The effectiveness of strikes against Iran's nuclear program remains hotly debated. Natanz surface facilities suffered major damage with confirmed destruction of centrifuge cascades, but deeper underground facilities suffered limited damage. Fordow, buried under 90+ meters of mountain rock, saw only its access tunnels destroyed — the status of nuclear equipment inside remains uncertain. The Arak heavy water reactor was effectively destroyed.
Military analysts estimate the strikes delayed Iran's nuclear program by 2-5 years — significant but far from permanent elimination. Iran's technical and scientific knowledge remains intact, and the country possesses dispersed enriched uranium resources that may not have been hit.
Global Economic Impact: The 2026 Oil Shock
The Strait of Hormuz crisis triggered the third major oil shock in history, after 1973 and 1979. Brent crude surged to $142 per barrel at the crisis peak before partially retreating as the US Strategic Petroleum Reserve and emergency OPEC+ agreements kicked in. Global stock indices fell 8-15% in the first two weeks, with the S&P 500 losing over $3 trillion in market value. Supply chain costs for Asian importers increased 40-80%.
Future Scenarios for Coming Months
Scenario 1: Negotiated De-escalation
Chinese mediation leads to indirect negotiations through Oman or Qatar. An informal ceasefire is established, with Iran agreeing to resume IAEA inspections in exchange for partial sanctions relief.

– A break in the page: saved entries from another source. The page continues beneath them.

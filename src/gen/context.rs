//! Cross-phase generation registries.
//!
//! Phase 1 (class emission) accumulates three registries in a
//! `GenerationContext` threaded `&mut` through every emitter; phase 2 (the
//! marshalling generator) consumes them through an immutable
//! `ContextSnapshot`. The snapshot is produced by value, so once phase 2
//! holds it no further registration is possible: the phase-ordering
//! invariant is enforced by ownership, not by convention.

use std::collections::{HashMap, HashSet};

use crate::schema::{EnumMember, Type};

/// One entry of a record's flattened field layout: the wire path and the
/// field's type.
#[derive(Debug, Clone, PartialEq, Eq)]
pub struct RecordField {
    pub path: String,
    pub ty: Type,
}

/// Mutable registries populated during phase 1.
#[derive(Debug, Default)]
pub struct GenerationContext {
    encountered: Vec<Type>,
    seen: HashSet<Type>,
    enum_order: Vec<String>,
    enums: HashMap<String, Vec<EnumMember>>,
    record_order: Vec<String>,
    records: HashMap<String, Vec<RecordField>>,
}

impl GenerationContext {
    pub fn new() -> Self {
        Self::default()
    }

    /// Record that a type passed through the resolution engine. Idempotent;
    /// first-encounter order is preserved for deterministic output.
    pub fn note_type(&mut self, ty: &Type) {
        if self.seen.insert(ty.clone()) {
            self.encountered.push(ty.clone());
        }
    }

    /// Register an enum's value list. The schema guarantees one definition
    /// per name, so last registration winning is safe.
    pub fn register_enum(&mut self, name: &str, values: &[EnumMember]) {
        if self.enums.insert(name.to_string(), values.to_vec()).is_none() {
            self.enum_order.push(name.to_string());
        }
    }

    /// Register a class's flattened field layout, once, during that class's
    /// own emission.
    pub fn register_record(&mut self, class: &str, fields: Vec<RecordField>) {
        if self.records.insert(class.to_string(), fields).is_none() {
            self.record_order.push(class.to_string());
        }
    }

    /// Freeze the registries for phase 2. Consumes the context.
    pub fn into_snapshot(self) -> ContextSnapshot {
        let enums = self
            .enum_order
            .iter()
            .filter_map(|name| {
                self.enums
                    .get(name)
                    .map(|values| (name.clone(), values.clone()))
            })
            .collect();
        ContextSnapshot {
            encountered: self.encountered,
            enums,
            records: self.records,
        }
    }
}

/// Immutable view of the registries, consumed by the marshalling generator.
#[derive(Debug)]
pub struct ContextSnapshot {
    encountered: Vec<Type>,
    enums: Vec<(String, Vec<EnumMember>)>,
    records: HashMap<String, Vec<RecordField>>,
}

impl ContextSnapshot {
    /// Every distinct type resolved during the run, in first-seen order.
    pub fn encountered_types(&self) -> &[Type] {
        &self.encountered
    }

    /// Registered enums in first-registration order.
    pub fn enums(&self) -> &[(String, Vec<EnumMember>)] {
        &self.enums
    }

    /// A class's flattened field layout, if one was registered.
    pub fn record_fields(&self, class: &str) -> Option<&[RecordField]> {
        self.records.get(class).map(Vec::as_slice)
    }
}

#[cfg(test)]
#[allow(clippy::unwrap_used, clippy::expect_used)]
mod tests {
    use super::*;

    #[test]
    fn test_note_type_is_idempotent() {
        let mut ctx = GenerationContext::new();
        ctx.note_type(&Type::String);
        ctx.note_type(&Type::Int);
        ctx.note_type(&Type::String);
        let snapshot = ctx.into_snapshot();
        assert_eq!(snapshot.encountered_types(), &[Type::String, Type::Int]);
    }

    #[test]
    fn test_structural_equality_dedupes() {
        let mut ctx = GenerationContext::new();
        ctx.note_type(&Type::Set(Box::new(Type::Ref("VM".into()))));
        ctx.note_type(&Type::Set(Box::new(Type::Ref("VM".into()))));
        ctx.note_type(&Type::Set(Box::new(Type::Ref("SR".into()))));
        assert_eq!(ctx.into_snapshot().encountered_types().len(), 2);
    }

    #[test]
    fn test_enum_last_registration_wins() {
        let member = |v: &str| EnumMember {
            value: v.into(),
            description: String::new(),
        };
        let mut ctx = GenerationContext::new();
        ctx.register_enum("power_state", &[member("running")]);
        ctx.register_enum("vif_locking_mode", &[member("locked")]);
        ctx.register_enum("power_state", &[member("running"), member("halted")]);
        let snapshot = ctx.into_snapshot();
        // Order keeps first registration; values keep the last.
        assert_eq!(snapshot.enums()[0].0, "power_state");
        assert_eq!(snapshot.enums()[0].1.len(), 2);
        assert_eq!(snapshot.enums()[1].0, "vif_locking_mode");
    }

    #[test]
    fn test_record_registry_lookup() {
        let mut ctx = GenerationContext::new();
        ctx.register_record(
            "VM",
            vec![RecordField {
                path: "name_label".into(),
                ty: Type::String,
            }],
        );
        let snapshot = ctx.into_snapshot();
        assert_eq!(snapshot.record_fields("VM").unwrap().len(), 1);
        assert!(snapshot.record_fields("SR").is_none());
    }
}
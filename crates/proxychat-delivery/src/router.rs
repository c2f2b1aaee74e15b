//! Message routing.
//!
//! This module provides the `MessageRouter`, which decides for every inbound
//! message whether each recipient is reached locally, through the relay, or
//! through the offline queue.
//!
//! # Routing Logic
//!
//! For each message, the router:
//! 1. Validates that exactly one of `receiver_id` / `group_id` is set
//! 2. Resolves recipients: the receiver, or every group member but the sender
//! 3. For each recipient, independently:
//!    - registered on this process: write to its stream, done
//!    - not registered: push to its offline queue (with TTL), then publish on
//!      its relay channel for whichever process may hold it
//!
//! Both the enqueue and the publish happen for every non-local recipient, so
//! a recipient connected to another process gets the message live and again
//! from its offline queue on its next reconnect. Nothing is retried; a
//! failure for one group member never affects the others.

use std::sync::Arc;

use tracing::{debug, instrument, warn};

use crate::groups::GroupMembership;
use crate::message::{ChatMessage, RouteTarget};
use crate::offline::OfflineQueue;
use crate::registry::{ConnectionRegistry, SendResult};
use crate::relay::CrossInstanceRelay;
use crate::types::UserId;

/// Outcome of delivery to a single recipient.
#[derive(Debug, Clone, PartialEq, Eq)]
pub enum RecipientOutcome {
    /// Written to the recipient's stream on this process
    DeliveredLocal,
    /// Stored in the offline queue; `published` tells whether the relay
    /// publish also succeeded
    Queued {
        /// Whether the relay publish succeeded
        published: bool,
    },
    /// Nothing was delivered or stored
    Failed {
        /// Error description
        reason: String,
    },
}

/// Result of one dispatch, for logging and tests.
///
/// The sender is never told about it.
#[derive(Debug, Clone, Default)]
pub struct DispatchReport {
    /// Validated destination, None if the message was rejected
    pub target: Option<RouteTarget>,
    /// Why the message was rejected or could not be fanned out
    pub error: Option<String>,
    /// One entry per delivery attempt
    pub outcomes: Vec<(UserId, RecipientOutcome)>,
    /// Set when the sender was a member of the target group and skipped
    pub skipped_sender: Option<UserId>,
}

impl DispatchReport {
    fn rejected(reason: String) -> Self {
        Self {
            error: Some(reason),
            ..Self::default()
        }
    }

    /// Number of delivery attempts made.
    pub fn attempts(&self) -> usize {
        self.outcomes.len()
    }

    pub fn delivered_count(&self) -> usize {
        self.count(|o| matches!(o, RecipientOutcome::DeliveredLocal))
    }

    pub fn queued_count(&self) -> usize {
        self.count(|o| matches!(o, RecipientOutcome::Queued { .. }))
    }

    pub fn failed_count(&self) -> usize {
        self.count(|o| matches!(o, RecipientOutcome::Failed { .. }))
    }

    /// Outcome for a given recipient, if one was attempted.
    pub fn outcome_for(&self, user_id: UserId) -> Option<&RecipientOutcome> {
        self.outcomes
            .iter()
            .find(|(id, _)| *id == user_id)
            .map(|(_, outcome)| outcome)
    }

    fn count(&self, pred: impl Fn(&RecipientOutcome) -> bool) -> usize {
        self.outcomes.iter().filter(|(_, o)| pred(o)).count()
    }
}

/// Router for local, relayed and offline message delivery.
pub struct MessageRouter {
    registry: Arc<ConnectionRegistry>,
    offline: OfflineQueue,
    relay: Arc<CrossInstanceRelay>,
    groups: GroupMembership,
}

impl MessageRouter {
    pub fn new(
        registry: Arc<ConnectionRegistry>,
        offline: OfflineQueue,
        relay: Arc<CrossInstanceRelay>,
        groups: GroupMembership,
    ) -> Self {
        Self {
            registry,
            offline,
            relay,
            groups,
        }
    }

    /// Route one inbound message.
    ///
    /// Malformed messages are dropped with a logged diagnostic.
    #[instrument(skip(self, message), fields(sender = %message.sender_id(), kind = ?message.kind()))]
    pub async fn dispatch(&self, message: ChatMessage) -> DispatchReport {
        let target = match message.route_target() {
            Ok(target) => target,
            Err(e) => {
                warn!(error = %e, "Dropping malformed message");
                return DispatchReport::rejected(e.to_string());
            }
        };

        let message = Arc::new(message);
        let mut report = DispatchReport {
            target: Some(target),
            ..DispatchReport::default()
        };

        match target {
            RouteTarget::Direct(receiver_id) => {
                let outcome = self.deliver_to(receiver_id, &message).await;
                report.outcomes.push((receiver_id, outcome));
            }
            RouteTarget::Group(group_id) => {
                let members = match self.groups.members(group_id).await {
                    Ok(members) => members,
                    Err(e) => {
                        warn!(group_id = %group_id, error = %e, "Error fetching group members");
                        report.error = Some(e.to_string());
                        return report;
                    }
                };

                for member in members {
                    if member == message.sender_id() {
                        report.skipped_sender = Some(member);
                        continue;
                    }
                    let outcome = self.deliver_to(member, &message).await;
                    report.outcomes.push((member, outcome));
                }
            }
        }

        debug!(
            attempts = report.attempts(),
            delivered = report.delivered_count(),
            queued = report.queued_count(),
            failed = report.failed_count(),
            "Dispatch complete"
        );
        report
    }

    /// Deliver to one recipient: locally if registered, otherwise offline
    /// queue plus relay publish.
    async fn deliver_to(&self, user_id: UserId, message: &Arc<ChatMessage>) -> RecipientOutcome {
        match self.registry.send_to(user_id, Arc::clone(message)) {
            SendResult::Sent => return RecipientOutcome::DeliveredLocal,
            SendResult::NotConnected => {}
            failed => {
                warn!(user_id = %user_id, result = ?failed, "Error sending message to local stream");
                return RecipientOutcome::Failed {
                    reason: format!("local write failed: {:?}", failed),
                };
            }
        }

        if let Err(e) = self.offline.enqueue(user_id, message).await {
            warn!(user_id = %user_id, error = %e, "Error storing offline message");
            return RecipientOutcome::Failed {
                reason: e.to_string(),
            };
        }

        let published = match self.relay.publish(user_id, message).await {
            Ok(()) => true,
            Err(e) => {
                warn!(user_id = %user_id, error = %e, "Error publishing message to relay");
                false
            }
        };

        RecipientOutcome::Queued { published }
    }
}
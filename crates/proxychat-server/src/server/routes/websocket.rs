//! Chat stream over WebSocket.
//!
//! `GET /ws?user_id=N` upgrades to a socket carrying one chat message JSON
//! object per text frame, in both directions.

use axum::{
    extract::{
        ws::{
            close_code, rejection::WebSocketUpgradeRejection, CloseFrame, Message, WebSocket,
            WebSocketUpgrade,
        },
        Query, State,
    },
    http::StatusCode,
    response::{IntoResponse, Response},
    routing::get,
    Router,
};
use futures::{SinkExt, StreamExt};
use proxychat_delivery::{Outbound, SessionOutbound, UserId};
use serde::Deserialize;
use std::sync::Arc;
use std::time::Duration;
use tokio::sync::mpsc;
use tracing::{debug, error, info, warn};

use crate::server::AppState;

/// How long teardown waits for the writer to flush before aborting it.
const WRITER_DRAIN_TIMEOUT: Duration = Duration::from_secs(2);

/// Create the WebSocket router
pub fn router(state: Arc<AppState>) -> Router {
    Router::new()
        .route("/ws", get(websocket_handler))
        .with_state(state)
}

#[derive(Debug, Deserialize)]
pub struct ConnectParams {
    user_id: Option<String>,
}

/// GET /ws
///
/// The user id is checked before the upgrade so a bad request never opens a
/// session.
async fn websocket_handler(
    Query(params): Query<ConnectParams>,
    State(state): State<Arc<AppState>>,
    ws: Result<WebSocketUpgrade, WebSocketUpgradeRejection>,
) -> Response {
    let raw = params.user_id.as_deref().map(str::trim).unwrap_or("");
    if raw.is_empty() {
        return (StatusCode::BAD_REQUEST, "Missing user_id").into_response();
    }
    let user_id: UserId = match raw.parse() {
        Ok(user_id) => user_id,
        Err(e) => {
            debug!(user_id = %raw, error = %e, "Rejecting connection");
            return (StatusCode::BAD_REQUEST, "Invalid user_id").into_response();
        }
    };

    let ws = match ws {
        Ok(ws) => ws,
        Err(rejection) => {
            warn!(user_id = %user_id, error = %rejection, "WebSocket upgrade rejected");
            return rejection.into_response();
        }
    };

    info!(user_id = %user_id, "WebSocket connection request");
    ws.on_upgrade(move |socket| handle_socket(socket, state, user_id))
}

/// Run one session: register, write backlog and live traffic, read frames
/// until the socket closes, tear down.
async fn handle_socket(socket: WebSocket, state: Arc<AppState>, user_id: UserId) {
    let sessions = Arc::clone(&state.delivery.sessions);
    let (mut session, outbound) = match sessions.connect(user_id).await {
        Ok(registered) => registered,
        Err(e) => {
            warn!(user_id = %user_id, error = %e, "Failed to register session");
            return;
        }
    };

    let (sender, mut receiver) = socket.split();
    let (control_tx, control_rx) = mpsc::channel::<Message>(8);
    let mut writer = tokio::spawn(write_loop(sender, outbound, control_rx, user_id));

    let mut writer_done = false;
    session.start_reading();
    loop {
        tokio::select! {
            msg = receiver.next() => match msg {
                Some(Ok(Message::Text(text))) => {
                    debug!(user_id = %user_id, len = text.len(), "Received frame");
                    sessions.handle_frame(&mut session, &text).await;
                }
                Some(Ok(Message::Binary(_))) => {
                    warn!(user_id = %user_id, "Received binary WebSocket message (not supported)");
                }
                Some(Ok(Message::Ping(data))) => {
                    if control_tx.send(Message::Pong(data)).await.is_err() {
                        break;
                    }
                }
                Some(Ok(Message::Pong(_))) => {
                    // Ignore pongs
                }
                Some(Ok(Message::Close(_))) | None => {
                    info!(user_id = %user_id, "WebSocket close requested");
                    break;
                }
                Some(Err(e)) => {
                    error!(user_id = %user_id, error = %e, "WebSocket error");
                    break;
                }
            },
            _ = &mut writer, if !writer_done => {
                writer_done = true;
                debug!(user_id = %user_id, "Writer finished, ending session");
                break;
            }
            _ = state.shutdown.cancelled() => {
                let _ = control_tx
                    .send(Message::Close(Some(CloseFrame {
                        code: close_code::AWAY,
                        reason: "server shutting down".into(),
                    })))
                    .await;
                break;
            }
        }
    }

    sessions.disconnect(&mut session).await;
    drop(control_tx);
    if !writer_done && tokio::time::timeout(WRITER_DRAIN_TIMEOUT, &mut writer).await.is_err() {
        warn!(user_id = %user_id, "Writer did not finish, aborting");
        writer.abort();
    }

    info!(user_id = %user_id, "WebSocket connection closed");
}

/// Forward backlog, live messages and control frames to the socket.
async fn write_loop<S>(
    mut sender: S,
    mut outbound: SessionOutbound,
    mut control_rx: mpsc::Receiver<Message>,
    user_id: UserId,
) where
    S: futures::Sink<Message> + Unpin,
    S::Error: std::fmt::Display,
{
    loop {
        let frame = tokio::select! {
            biased;
            Some(control) = control_rx.recv() => {
                let closing = matches!(control, Message::Close(_));
                if let Err(e) = sender.send(control).await {
                    error!(user_id = %user_id, error = %e, "Failed to send control frame");
                    return;
                }
                if closing {
                    return;
                }
                continue;
            }
            item = outbound.recv() => item,
        };

        match frame {
            Some(Outbound::Message(message)) => {
                let text = match message.to_json() {
                    Ok(text) => text,
                    Err(e) => {
                        error!(user_id = %user_id, error = %e, "Failed to encode message");
                        continue;
                    }
                };
                if let Err(e) = sender.send(Message::Text(text)).await {
                    error!(user_id = %user_id, error = %e, "Failed to send WebSocket message");
                    return;
                }
            }
            Some(Outbound::Close { reason }) => {
                info!(user_id = %user_id, reason = %reason, "Closing WebSocket");
                let _ = sender
                    .send(Message::Close(Some(CloseFrame {
                        code: close_code::NORMAL,
                        reason: reason.into(),
                    })))
                    .await;
                return;
            }
            None => return,
        }
    }
}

Scenario 2: Prolonged Attrition
The conflict transforms into a prolonged low-intensity war with continuous cyber attacks, naval confrontations, and intermittent proxy activation. Oil stabilizes at $100-120/barrel.
Scenario 3: Regional Escalation
The conflict expands to directly involve Israel (Iranian ballistic missile attacks), Hezbollah (war in Lebanon), and Iraqi militias. The region enters a multi-front conflict lasting months.
Conclusion: The Most Dangerous Moment Since the Cold War
Operation Epic Fury represents far more than a military campaign against Iran's nuclear program. It is an inflection point in the post-Cold War international order — the moment when accumulated tensions between global, regional, and non-state powers converged in a conflict that tested the limits of the international system. The consequences will be felt for decades.